[Collected data entries]
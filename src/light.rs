//! Light sources and wavelength channels

use serde::{Deserialize, Serialize};

use crate::{geometry::SerdePoint, Point};

/// A wavelength channel, tied to one primary colour
///
/// Higher channels see a denser material and bend more, which splits white light like a prism.
#[derive(Debug, Clone, Copy, PartialEq, Eq, Hash)]
pub enum Channel {
    Red,
    Green,
    Blue,
}
impl Channel {
    pub const ALL: [Channel; 3] = [Channel::Red, Channel::Green, Channel::Blue];

    /// Multiplier applied to a shard's refractive index
    pub fn dispersion(self) -> f64 {
        match self {
            Channel::Red => 1.0,
            Channel::Green => 1.02,
            Channel::Blue => 1.05,
        }
    }

    /// Position of this channel in an RGB triple
    pub fn index(self) -> usize {
        match self {
            Channel::Red => 0,
            Channel::Green => 1,
            Channel::Blue => 2,
        }
    }

    /// Pure primary colour used to draw paths of this channel
    pub fn primary(self) -> [u8; 3] {
        let mut rgb = [0; 3];
        rgb[self.index()] = 255;
        rgb
    }
}

/// A point light
#[derive(Debug, Clone, PartialEq)]
pub struct LightSource {
    pub position: Point,
    /// Intensity per primary channel, RGB order
    pub color: [u8; 3],
}
impl LightSource {
    pub fn new(position: Point, color: [u8; 3]) -> Self {
        Self { position, color }
    }

    pub fn from_config(config: LightConfig) -> Self {
        Self::new(config.position.into(), config.color)
    }

    /// A channel with zero intensity emits nothing at all
    pub fn emits(&self, channel: Channel) -> bool {
        self.color[channel.index()] != 0
    }

    /// Channels this light casts rays in
    pub fn channels(&self) -> impl Iterator<Item = Channel> + '_ {
        Channel::ALL.into_iter().filter(|&c| self.emits(c))
    }
}

/// Light Config
#[derive(Debug, Clone, Serialize, Deserialize)]
pub struct LightConfig {
    pub position: SerdePoint,
    pub color: [u8; 3],
}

- _Your instructions_
Each entry above must be set down again without alteration.

- _Expected answer_
filename src/light.rs
//! Light sources and wavelength channels

use serde::{Deserialize, Serialize};

use crate::{geometry::SerdePoint, Point};

/// A wavelength channel, tied to one primary colour
///
/// Higher channels see a denser material and bend more, which splits white light like a prism.
#[derive(Debug, Clone, Copy, PartialEq, Eq, Hash)]
pub enum Channel {
    Red,
    Green,
    Blue,
}
impl Channel {
    pub const ALL: [Channel; 3] = [Channel::Red, Channel::Green, Channel::Blue];

    /// Multiplier applied to a shard's refractive index
    pub fn dispersion(self) -> f64 {
        match self {
            Channel::Red => 1.0,
            Channel::Green => 1.02,
            Channel::Blue => 1.05,
        }
    }

    /// Position of this channel in an RGB triple
    pub fn index(self) -> usize {
        match self {
            Channel::Red => 0,
            Channel::Green => 1,
            Channel::Blue => 2,
        }
    }

    /// Pure primary colour used to draw paths of this channel
    pub fn primary(self) -> [u8; 3] {
        let mut rgb = [0; 3];
        rgb[self.index()] = 255;
        rgb
    }
}

/// A point light
#[derive(Debug, Clone, PartialEq)]
pub struct LightSource {
    pub position: Point,
    /// Intensity per primary channel, RGB order
    pub color: [u8; 3],
}
impl LightSource {
    pub fn new(position: Point, color: [u8; 3]) -> Self {
        Self { position, color }
    }

    pub fn from_config(config: LightConfig) -> Self {
        Self::new(config.position.into(), config.color)
    }

    /// A channel with zero intensity emits nothing at all
    pub fn emits(&self, channel: Channel) -> bool {
        self.color[channel.index()] != 0
    }

    /// Channels this light casts rays in
    pub fn channels(&self) -> impl Iterator<Item = Channel> + '_ {
        Channel::ALL.into_iter().filter(|&c| self.emits(c))
    }
}

/// Light Config
#[derive(Debug, Clone, Serialize, Deserialize)]
pub struct LightConfig {
    pub position: SerdePoint,
    pub color: [u8; 3],
}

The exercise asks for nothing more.